What About Product-Led Growth in Infrastructure?
Megan has been vocal about the importance of product-led growth in B2B infrastructure. But what does that actually mean?
Frictionless onboarding: Developers should be able to start using the product in minutes, not weeks. No sales calls required to try the product. No lengthy procurement processes to get started.
Value before payment: Users should see clear value before they hit any paywall. This is different from freemium. It's about structuring the product so developers can accomplish real work before money changes hands.
Natural expansion: The best infrastructure products naturally expand within organizations. One team starts using them, sees value, and tells other teams. Then individual teams hit limits and need to upgrade to enterprise plans.
This is the playbook that companies like Databricks, Snyk, and LaunchDarkly followed. And it's something every infrastructure investor should understand.
What's Different About Infrastructure Investing?
Infrastructure investing requires a different mindset than consumer or even traditional B2B investing. Here's what Megan's approach teaches us:
Sales cycles are long, but retention is exceptional: Infrastructure deals take months to close. But once companies adopt infrastructure, they rarely switch. The switching costs are just too high.
This means early metrics can be deceiving. A company might not have explosive growth in year one. But if they're landing the right customers and those customers are genuinely adopting the product, the long-term value can be massive.
Technical moats actually exist: In consumer products, moats are hard to build. In infrastructure, they're everywhere. Network effects, switching costs, deep technical integrations. Companies that solve hard technical problems can build real defensibility.
Megan looks for these moats from day one. Not just competitive advantages that could erode. Technical moats that get stronger over time.
The best infrastructure founders are missionaries: Infrastructure isn't sexy. You're not building the next viral app. You're building tools that make other people's jobs easier.

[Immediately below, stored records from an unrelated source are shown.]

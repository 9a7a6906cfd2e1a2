//! Redis-backed [`ListStore`] over a shared multiplexed connection.

use redis::aio::MultiplexedConnection;
use redis::{AsyncCommands, RedisError};
use tracing::debug;

use super::{ListStore, ReplaceError, ReplaceStep};
use crate::error::StoreError;

/// Cloning is cheap and shares the underlying connection.
#[derive(Clone)]
pub struct RedisListStore {
    conn: MultiplexedConnection,
}

impl RedisListStore {
    pub fn new(conn: MultiplexedConnection) -> Self { Self { conn } }

    /// Open a multiplexed connection from a client the caller keeps owning.
    pub async fn connect(client: &redis::Client) -> Result<Self, StoreError> {
        let conn = client.get_multiplexed_async_connection().await?;
        Ok(Self { conn })
    }

    /// Handle to the shared connection, e.g. for running other commands next to the adapter.
    pub fn connection(&self) -> MultiplexedConnection { self.conn.clone() }
}

// The whole MULTI/EXEC batch failed before the server could answer: blame the first step.
fn failed_in_transport(e: &RedisError) -> bool {
    e.is_io_error() || e.is_connection_dropped() || e.is_connection_refusal() || e.is_timeout()
}

impl ListStore for RedisListStore {
    async fn ping(&self) -> Result<(), StoreError> {
        let mut conn = self.conn.clone();
        let _pong: String = redis::cmd("PING").query_async(&mut conn).await?;
        Ok(())
    }

    async fn range_all(&self, key: &str) -> Result<Vec<Vec<u8>>, StoreError> {
        let mut conn = self.conn.clone();
        // bytes, so one element that is not UTF-8 cannot fail the whole read
        let items: Vec<Vec<u8>> = conn.lrange(key, 0, -1).await?;
        Ok(items)
    }

    async fn push(&self, key: &str, values: &[String]) -> Result<(), StoreError> {
        if values.is_empty() { return Ok(()); }
        let mut conn = self.conn.clone();
        let len: i64 = conn.rpush(key, values).await?;
        debug!(target: "redis_policy_adapter::storage", "RPUSH {} +{} -> len={}", key, values.len(), len);
        Ok(())
    }

    async fn remove_first(&self, key: &str, value: &str) -> Result<bool, StoreError> {
        let mut conn = self.conn.clone();
        let removed: i64 = conn.lrem(key, 1, value).await?;
        Ok(removed > 0)
    }

    async fn remove_each_first(&self, key: &str, values: &[String]) -> Result<usize, StoreError> {
        if values.is_empty() { return Ok(0); }
        let mut conn = self.conn.clone();
        let mut pipe = redis::pipe();
        pipe.atomic();
        for v in values { pipe.lrem(key, 1, v); }
        let counts: Vec<i64> = pipe.query_async(&mut conn).await?;
        Ok(counts.into_iter().filter(|c| *c > 0).count())
    }

    async fn delete(&self, key: &str) -> Result<(), StoreError> {
        let mut conn = self.conn.clone();
        let _deleted: i64 = conn.del(key).await?;
        Ok(())
    }

    async fn replace(&self, key: &str, values: &[String]) -> Result<(), ReplaceError> {
        let mut conn = self.conn.clone();
        let mut pipe = redis::pipe();
        pipe.atomic().del(key);
        if !values.is_empty() { pipe.rpush(key, values); }
        let res: redis::RedisResult<Vec<i64>> = pipe.query_async(&mut conn).await;
        match res {
            Ok(_) => Ok(()),
            Err(e) if failed_in_transport(&e) => Err(ReplaceError::new(ReplaceStep::Delete, e)),
            Err(e) => Err(ReplaceError::new(ReplaceStep::Append, e)),
        }
    }
}

#[cfg(test)]
mod tests {
    use redis::{FromRedisValue, Value};

    #[test]
    fn lrange_reply_keeps_non_utf8_elements() {
        let reply = Value::Array(vec![
            Value::BulkString(b"p, alice, data1, read".to_vec()),
            Value::BulkString(vec![b'p', b',', b' ', 0xff, 0xfe]),
        ]);
        let items = Vec::<Vec<u8>>::from_redis_value(&reply).unwrap();
        assert_eq!(items.len(), 2);
        assert_eq!(items[0], b"p, alice, data1, read");
        assert_eq!(items[1], [b'p', b',', b' ', 0xff, 0xfe]);
    }
}
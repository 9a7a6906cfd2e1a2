use tracing_subscriber::{fmt, EnvFilter};

/// Install a fmt subscriber filtered by `RUST_LOG` (default `info`).
/// Safe to call more than once; later calls leave the first subscriber in place.
pub fn init_tracing() {
    let filter = EnvFilter::try_from_default_env()
        .or_else(|_| EnvFilter::try_new("info"))
        .unwrap_or_else(|_| EnvFilter::new("info"));
    let _ = fmt().with_env_filter(filter).try_init();
}
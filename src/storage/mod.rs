//!
//! Policy list storage
//! -------------------
//! The adapter talks to its backing store exclusively through the [`ListStore`] trait: a
//! handful of list commands over string elements addressed by key. The Redis backend maps
//! them one-to-one onto `LRANGE`, `RPUSH`, `LREM`, `DEL`, `PING` and a `MULTI`/`EXEC` pair.
//! The in-memory backend mirrors the same semantics so the adapter can be exercised (and
//! embedded) without a server.
//!
//! Key conventions:
//! - A missing key reads as an empty list, never as an error.
//! - Appends go to the tail, removals scan from the head.
//! - `replace` is the only multi-command operation and must be applied atomically.
//!
//! Store handles are shared: every method takes `&self`, and cloning a handle never opens
//! a second logical store.

use std::fmt::{Display, Formatter};

use thiserror::Error;

use crate::error::StoreError;

pub mod memory;
pub mod redis_list;

pub use memory::MemoryListStore;
pub use redis_list::RedisListStore;

/// Half of the atomic delete-then-append swap.
#[derive(Debug, Clone, Copy, PartialEq, Eq)]
pub enum ReplaceStep { Delete, Append }

impl Display for ReplaceStep {
    fn fmt(&self, f: &mut Formatter<'_>) -> std::fmt::Result {
        match self {
            ReplaceStep::Delete => f.write_str("delete"),
            ReplaceStep::Append => f.write_str("append"),
        }
    }
}

#[derive(Debug, Error)]
#[error("{step} step of list replace failed: {source}")]
pub struct ReplaceError {
    pub step: ReplaceStep,
    #[source]
    pub source: StoreError,
}

impl ReplaceError {
    pub fn new(step: ReplaceStep, source: impl Into<StoreError>) -> Self { Self { step, source: source.into() } }
}

/// List commands the adapter needs from a key-value store.
#[allow(async_fn_in_trait)]
pub trait ListStore {
    /// Liveness probe.
    async fn ping(&self) -> Result<(), StoreError>;

    /// Whole list, head to tail, as raw element bytes. Missing key yields an empty vector.
    /// Elements are not required to be UTF-8; decoding is the caller's business.
    async fn range_all(&self, key: &str) -> Result<Vec<Vec<u8>>, StoreError>;

    /// Append values to the tail in order, creating the list if needed.
    async fn push(&self, key: &str, values: &[String]) -> Result<(), StoreError>;

    /// Remove the first element equal to `value`. Returns whether one was removed.
    async fn remove_first(&self, key: &str, value: &str) -> Result<bool, StoreError>;

    /// `remove_first` for each value, applied as one atomic batch. Returns the number removed.
    async fn remove_each_first(&self, key: &str, values: &[String]) -> Result<usize, StoreError>;

    /// Drop the key. Deleting a missing key is not an error.
    async fn delete(&self, key: &str) -> Result<(), StoreError>;

    /// Atomically drop the key and append `values` in order.
    async fn replace(&self, key: &str, values: &[String]) -> Result<(), ReplaceError>;
}
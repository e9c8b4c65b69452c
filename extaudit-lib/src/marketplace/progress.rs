/// A trait for reporting progress of long-running operations.
pub trait Progress: Send + Sync {
    /// Set the phase label for the current operation (e.g., "Decoding", "Querying").
    fn set_phase(&self, phase: &str);

    /// Configure determinate progress reporting.
    ///
    /// The callback should return (total, current, message) to show progress
    /// as a percentage or fraction.
    fn set_determinate(&self, callback: Box<dyn Fn() -> (u64, u64, String) + Send + Sync + 'static>);

    /// Finish and clear the progress indicator.
    fn done(&self);

    /// Whether the progress indicator renders with ANSI colors.
    fn use_colors(&self) -> bool {
        false
    }
}
//! Command-line interface and orchestration for extaudit
//!
//! This module parses the command line, loads configuration, and drives the decoder,
//! the enrichment pipeline, and the report generators end to end.
//!
//! # Execution Flow
//!
//! The `run` function parses command-line arguments using clap and hands them to
//! `analyze`, which:
//!
//! 1. Initializes logging and loads the optional `extaudit.toml` configuration
//! 2. Reads and decodes the per-user listing
//! 3. Looks up each distinct extension in the marketplace, showing progress
//! 4. Renders the JSON result and optional HTML report in memory, then writes them
//! 5. Prints a summary unless `--quiet` was given
//!
//! Pressing Ctrl-C stops the lookups after the one in flight. The results gathered so
//! far are still written.

mod analyze;
mod common;
mod config;
mod host;
mod progress_reporter;
mod run;

#[cfg(debug_assertions)]
pub use config::Config;

pub use analyze::{AnalyzeArgs, analyze};
pub use common::{ColorMode, LogLevel};
pub use host::Host;
pub use progress_reporter::ProgressReporter;
pub use run::run;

The founders who succeed in infrastructure are the ones who genuinely care about solving these problems. Not the ones who think infrastructure is a good market opportunity. The ones who are obsessed with making developers' lives better.
What's the Bottom Line for Angel Investors?
Megan Quinn's approach to infrastructure investing comes down to a few core principles: back deeply technical founders, focus on bottom-up adoption with enterprise monetization, understand market timing, and look for products that become mission-critical infrastructure.
If you're serious about building a portfolio in developer tools or B2B infrastructure, joining a community like Angel Squad can help you connect with other investors who understand these markets and can help you evaluate technical deals.
Key takeaways for early-stage investors:
- Prioritize founders with deep domain expertise in their specific infrastructure category
- Understand the difference between nice-to-have tools and mission-critical infrastructure
- Look for bottom-up adoption that can convert to top-down sales
- Pay attention to product experience, even in B2B infrastructure
- Evaluate market timing carefully in infrastructure categories
- Focus on technical moats that strengthen over time
Most importantly, Megan's success comes from her operator background. She's not just reading pitch decks and looking at metrics. She understands the technical problems these companies are solving because she's dealt with them herself.
That's the real lesson here. Whether you have a technical background or not, successful infrastructure investing requires genuine curiosity about technical problems and respect for founders who spend years solving them. Study how investors like Megan evaluate these companies, and you'll make better investment decisions in one of the most valuable categories in venture capital.